Fortín Centinela se destacaba como un peñasco en el desierto del Tandil. Al ocultarse el sol tras las serranías, los soldados formaron para el cambio de guardia. El capitán Pineda revisaba unos papeles al tiempo que sorbía el mate que le cebaba un milico joven. Se escuchaba el roce de las hojas junto con el rezongo de la bombilla. Los ojos del capitán se toparon con la manoseada carta de Calfucurá, que le había traído un chasqui hacía días.
"Tratemos de arreglarnos, pues los que murieron, murieron, y ahora vamos a hacer las paces para siempre", decía en un párrafo, y continuaba: "Sabrá usted que estoy esperando como cinco mil indios que había mandado venir y que, como tengo que hacerlos volver, para contentarlos le pido me mande tres carretas con géneros. No le parezca mal negocio, ya que es prenda de paz para con estos indios, que si no, no se van a contentar".
—Indio ladino y sucio —murmuró Pineda.
Sabía que eran artimañas que empleaba el Jefe Salinero para hacerse de bienes que las tribus codiciaban y, mientras hablaba de paz en la frontera y ensalzaba su buena voluntad, de paso les avisaba que tenía a su disposición cinco mil indios como fuerza de ataque. No sería la primera vez que, en medio de las tratativas de paz, se fraguaba una guerra solapada.

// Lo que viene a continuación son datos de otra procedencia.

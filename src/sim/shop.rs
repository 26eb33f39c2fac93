//! Between-round shop: rarity-weighted offers, purchases, paid refresh

use rand::Rng;

use super::equipment::{EquipmentItem, ItemKind, Rarity};
use super::state::Player;
use crate::seconds_to_ticks;
use crate::tuning::{RarityWeights, ShopTuning};

/// Why a purchase did nothing
#[derive(Debug, Clone, Copy, PartialEq, Eq)]
pub enum PurchaseError {
    NoSuchSlot,
    QuotaReached,
    InsufficientFunds,
    InventoryFull,
}

/// Offered items plus the shopping clock and quota counter
#[derive(Debug, Clone, Default, PartialEq)]
pub struct Shop {
    offers: Vec<EquipmentItem>,
    /// Ticks left in the shopping phase
    pub timer_ticks: u32,
    /// Purchases made since the last round started
    pub purchases_this_round: u32,
}

impl Shop {
    pub fn new() -> Self {
        Self::default()
    }

    pub fn offers(&self) -> &[EquipmentItem] {
        &self.offers
    }

    /// Start a shopping phase: fresh offers and a full clock
    pub fn open(&mut self, catalog: &[EquipmentItem], tuning: &ShopTuning, rng: &mut impl Rng) {
        self.restock(catalog, tuning, rng);
        self.timer_ticks = seconds_to_ticks(tuning.time_limit_secs);
    }

    pub fn reset_quota(&mut self) {
        self.purchases_this_round = 0;
    }

    pub fn tick_timer(&mut self) {
        if self.timer_ticks > 0 {
            self.timer_ticks -= 1;
        }
    }

    pub fn is_closed(&self, tuning: &ShopTuning) -> bool {
        self.timer_ticks == 0 || self.quota_met(tuning)
    }

    pub fn quota_met(&self, tuning: &ShopTuning) -> bool {
        self.purchases_this_round >= tuning.purchases_per_round
    }

    /// Replace every offer with a new roll
    pub fn restock(&mut self, catalog: &[EquipmentItem], tuning: &ShopTuning, rng: &mut impl Rng) {
        self.offers.clear();
        for _ in 0..tuning.offer_count {
            let rarity = roll_rarity(&tuning.rarity_weights, rng);
            let pool: Vec<&EquipmentItem> = catalog.iter().filter(|i| i.rarity == rarity).collect();
            if pool.is_empty() {
                log::debug!("No {} items in catalog, slot left empty", rarity.as_str());
                continue;
            }
            self.offers.push(pool[rng.random_range(0..pool.len())].clone());
        }
    }

    /// Pay `refresh_cost` for a new set of offers
    pub fn refresh(
        &mut self,
        player: &mut Player,
        catalog: &[EquipmentItem],
        tuning: &ShopTuning,
        rng: &mut impl Rng,
    ) -> Result<u32, PurchaseError> {
        if player.money < tuning.refresh_cost {
            return Err(PurchaseError::InsufficientFunds);
        }
        player.money -= tuning.refresh_cost;
        self.restock(catalog, tuning, rng);
        Ok(tuning.refresh_cost)
    }

    /// Buy the offer in `slot`. On any failure nothing changes.
    /// `enforce_quota` is false for pre-run purchases from the menu.
    pub fn purchase(
        &mut self,
        slot: usize,
        player: &mut Player,
        tuning: &ShopTuning,
        enforce_quota: bool,
    ) -> Result<EquipmentItem, PurchaseError> {
        if enforce_quota && self.quota_met(tuning) {
            return Err(PurchaseError::QuotaReached);
        }
        let item = self.offers.get(slot).ok_or(PurchaseError::NoSuchSlot)?;
        if player.money < item.cost {
            return Err(PurchaseError::InsufficientFunds);
        }
        match item.kind {
            ItemKind::Consumable { heal } => {
                player.heal(heal);
            }
            _ => {
                player
                    .equipment
                    .equip(item.clone(), &mut player.stats)
                    .map_err(|_| PurchaseError::InventoryFull)?;
                player.clamp_health();
            }
        }

        let item = self.offers.remove(slot);
        player.money -= item.cost;
        if enforce_quota {
            self.purchases_this_round += 1;
        }
        Ok(item)
    }
}

/// Draw a rarity by percentage weights
pub fn roll_rarity(weights: &RarityWeights, rng: &mut impl Rng) -> Rarity {
    let total = weights.total();
    if total == 0 {
        return Rarity::Common;
    }
    let roll = rng.random_range(0..total);
    let mut cumulative = 0;
    for rarity in Rarity::ALL {
        cumulative += weights.get(rarity);
        if cumulative > roll {
            return rarity;
        }
    }
    Rarity::Common
}
//! Data-driven game balance
//!
//! All numbers the simulation reads (player base stats, round pacing, enemy
//! roster, spawn tables, bonfires, shop) live in one `Tuning` value. It is
//! loaded once before a run, either from `Default` or from JSON, and
//! validated up front so nothing inside a tick has to deal with bad config.

use serde::{Deserialize, Serialize};

use crate::sim::equipment::{EquipmentItem, Rarity, default_catalog};
use crate::sim::spawn::{EnemyEntry, EnemyKind, EnemyTable, KindStats, RoundScaling, TierSchedule};
use crate::sim::stats::BaseStats;

/// Reasons a tuning file is rejected
#[derive(Debug, thiserror::Error)]
pub enum TuningError {
    #[error("failed to parse tuning: {0}")]
    Parse(#[from] serde_json::Error),

    #[error("enemy roster has no entry for {0:?}")]
    MissingEnemy(EnemyKind),

    #[error("enemy roster lists {0:?} more than once")]
    DuplicateEnemy(EnemyKind),

    #[error("tier schedule has no tables")]
    EmptySchedule,

    #[error("invalid {field}: {reason}")]
    Invalid {
        field: &'static str,
        reason: &'static str,
    },
}

/// Round pacing and population
#[derive(Debug, Clone, PartialEq, Serialize, Deserialize)]
pub struct RoundTuning {
    pub duration_secs: f32,
    /// Money paid when a round starts, before scaling
    pub base_reward: u32,
    /// Linear reward growth per round
    pub reward_scaling: f32,
    pub starting_enemies: u32,
    pub enemies_per_round: u32,
    /// Upper bound on the per-round population target
    pub population_cap: u32,
    /// Hard ceiling on simultaneously active enemies
    pub max_active_enemies: u32,
    pub base_spawn_delay_ticks: f32,
    pub spawn_delay_decay: f32,
    pub min_spawn_delay_ticks: f32,
}

impl Default for RoundTuning {
    fn default() -> Self {
        Self {
            duration_secs: 60.0,
            base_reward: 50,
            reward_scaling: 0.2,
            starting_enemies: 5,
            enemies_per_round: 2,
            population_cap: 40,
            max_active_enemies: 60,
            base_spawn_delay_ticks: 60.0,
            spawn_delay_decay: 0.9,
            min_spawn_delay_ticks: 12.0,
        }
    }
}

/// Bonfire placement and healing
#[derive(Debug, Clone, PartialEq, Serialize, Deserialize)]
pub struct BonfireTuning {
    pub count: u32,
    pub min_distance: f32,
    /// Keep-out band along the play area border
    pub margin: f32,
    pub max_attempts: u32,
    pub heal_amount: f32,
    pub heal_radius: f32,
    pub cooldown_ticks: u32,
}

impl Default for BonfireTuning {
    fn default() -> Self {
        Self {
            count: 5,
            min_distance: 150.0,
            margin: 50.0,
            max_attempts: 100,
            heal_amount: 75.0,
            heal_radius: 48.0,
            cooldown_ticks: 180,
        }
    }
}

/// Percent odds per rarity when rolling a shop slot
#[derive(Debug, Clone, Copy, PartialEq, Eq, Serialize, Deserialize)]
pub struct RarityWeights {
    pub common: u32,
    pub rare: u32,
    pub epic: u32,
    pub legendary: u32,
}

impl Default for RarityWeights {
    fn default() -> Self {
        Self {
            common: 50,
            rare: 30,
            epic: 15,
            legendary: 5,
        }
    }
}

impl RarityWeights {
    pub fn get(&self, rarity: Rarity) -> u32 {
        match rarity {
            Rarity::Common => self.common,
            Rarity::Rare => self.rare,
            Rarity::Epic => self.epic,
            Rarity::Legendary => self.legendary,
        }
    }

    pub fn total(&self) -> u32 {
        Rarity::ALL.iter().map(|r| self.get(*r)).sum()
    }
}

/// Between-round shop
#[derive(Debug, Clone, PartialEq, Serialize, Deserialize)]
pub struct ShopTuning {
    pub time_limit_secs: f32,
    pub offer_count: usize,
    pub refresh_cost: u32,
    /// Purchases that end the shopping phase early
    pub purchases_per_round: u32,
    pub rarity_weights: RarityWeights,
}

impl Default for ShopTuning {
    fn default() -> Self {
        Self {
            time_limit_secs: 30.0,
            offer_count: 4,
            refresh_cost: 20,
            purchases_per_round: 3,
            rarity_weights: RarityWeights::default(),
        }
    }
}

/// Complete balance configuration
#[derive(Debug, Clone, PartialEq, Serialize, Deserialize)]
#[serde(default)]
pub struct Tuning {
    pub player: BaseStats,
    pub start_money: u32,
    pub round: RoundTuning,
    pub scaling: RoundScaling,
    pub schedule: TierSchedule,
    pub enemies: Vec<EnemyEntry>,
    pub bonfires: BonfireTuning,
    pub shop: ShopTuning,
    pub catalog: Vec<EquipmentItem>,
}

impl Default for Tuning {
    fn default() -> Self {
        Self {
            player: BaseStats::default(),
            start_money: crate::consts::PLAYER_START_MONEY,
            round: RoundTuning::default(),
            scaling: RoundScaling::default(),
            schedule: TierSchedule::default(),
            enemies: default_roster(),
            bonfires: BonfireTuning::default(),
            shop: ShopTuning::default(),
            catalog: default_catalog(),
        }
    }
}

/// Kill reward per point of enemy value
const KILL_REWARD_UNIT: u32 = 15;

fn default_roster() -> Vec<EnemyEntry> {
    use EnemyKind::*;

    let entry = |kind, health, damage, speed, value: u32| EnemyEntry {
        kind,
        stats: KindStats {
            health,
            damage,
            speed,
            reward: value * KILL_REWARD_UNIT,
        },
    };
    vec![
        entry(Slime, 40.0, 3.0, 2.0, 1),
        entry(Rat, 30.0, 4.0, 3.0, 1),
        entry(Bat, 25.0, 3.0, 4.0, 1),
        entry(Skeleton, 60.0, 5.0, 3.0, 2),
        entry(Zombie, 80.0, 6.0, 2.0, 2),
        entry(Spider, 50.0, 8.0, 3.5, 2),
        entry(Demon, 120.0, 12.0, 2.8, 3),
        entry(Golem, 200.0, 15.0, 1.5, 3),
        entry(Witch, 90.0, 18.0, 2.5, 3),
        entry(Dragon, 300.0, 25.0, 2.2, 5),
        entry(Necromancer, 250.0, 30.0, 2.0, 5),
        entry(Vampire, 280.0, 28.0, 2.5, 5),
        entry(Ghost, 400.0, 20.0, 1.8, 8),
        entry(DemonLord, 500.0, 35.0, 2.0, 10),
        entry(Lich, 450.0, 40.0, 1.5, 10),
    ]
}

fn require(ok: bool, field: &'static str, reason: &'static str) -> Result<(), TuningError> {
    if ok {
        Ok(())
    } else {
        Err(TuningError::Invalid { field, reason })
    }
}

impl Tuning {
    /// Parse and validate a JSON tuning document. Missing sections use defaults.
    pub fn from_json(json: &str) -> Result<Self, TuningError> {
        let tuning: Tuning = serde_json::from_str(json)?;
        tuning.validate()?;
        Ok(tuning)
    }

    pub fn to_json(&self) -> Result<String, TuningError> {
        Ok(serde_json::to_string_pretty(self)?)
    }

    /// Check every invariant the simulation relies on
    pub fn validate(&self) -> Result<(), TuningError> {
        let p = &self.player;
        require(p.attack_speed > 0.0, "player.attack_speed", "must be positive")?;
        require(p.max_health > 0.0, "player.max_health", "must be positive")?;
        require(p.cooldown_scale > 0.0, "player.cooldown_scale", "must be positive")?;

        let r = &self.round;
        require(r.duration_secs > 0.0, "round.duration_secs", "must be positive")?;
        require(r.reward_scaling >= 0.0, "round.reward_scaling", "must be non-negative")?;
        require(r.max_active_enemies > 0, "round.max_active_enemies", "must be positive")?;
        require(
            r.min_spawn_delay_ticks >= 1.0,
            "round.min_spawn_delay_ticks",
            "must be at least one tick",
        )?;
        require(
            r.spawn_delay_decay > 0.0 && r.spawn_delay_decay <= 1.0,
            "round.spawn_delay_decay",
            "must be in (0, 1]",
        )?;

        let k = &self.scaling;
        require(k.health >= 0.0, "scaling.health", "must be non-negative")?;
        require(k.damage >= 0.0, "scaling.damage", "must be non-negative")?;
        require(k.speed >= 0.0, "scaling.speed", "must be non-negative")?;

        if self.schedule.is_empty() {
            return Err(TuningError::EmptySchedule);
        }
        EnemyTable::from_entries(&self.enemies)?;

        let b = &self.bonfires;
        require(b.heal_radius >= 0.0, "bonfires.heal_radius", "must be non-negative")?;
        require(b.heal_amount >= 0.0, "bonfires.heal_amount", "must be non-negative")?;
        require(
            2.0 * b.margin < crate::consts::SCREEN_HEIGHT,
            "bonfires.margin",
            "leaves no room to place bonfires",
        )?;

        let s = &self.shop;
        require(s.time_limit_secs > 0.0, "shop.time_limit_secs", "must be positive")?;
        require(s.rarity_weights.total() > 0, "shop.rarity_weights", "must not all be zero")?;
        for item in &self.catalog {
            if let Some(w) = item.weapon() {
                require(w.cooldown_secs > 0.0, "catalog.cooldown_secs", "must be positive")?;
            }
            for effect in &item.effects {
                require(effect.multiplier > 0.0, "catalog.effects", "multipliers must be positive")?;
            }
        }
        Ok(())
    }
}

Se echó hacia atrás en la silla, suspirando. No era fácil lidiar con estas idas y venidas de los caciques. Releyó el otro papel, un pliego sucio que un enviado acababa de traerle matando caballo a través del desierto. Las cartas adquirían un sentido escalofriante si se las leía juntas:
Al señor Capitán del puesto de avanzada Centinela:
Este Comando General se ha anoticiado de que se estaría agrupando una fuerza de importancia al mando de Calfucurá, a unos 150 kilómetros al sudeste de Carhué. Una avanzada india estaría ubicada a sólo 20 kilómetros del puesto de su defensa. Es un asentamiento del cacique Quiñihual, con lanzas, chusma y familiares que, por su posición estratégica, podría dar a conocer el movimiento de tropas a la indiada. También podría ser gente pacífica que acepte unirse a nuestro ejército, por lo que conviene no atacar de entrada.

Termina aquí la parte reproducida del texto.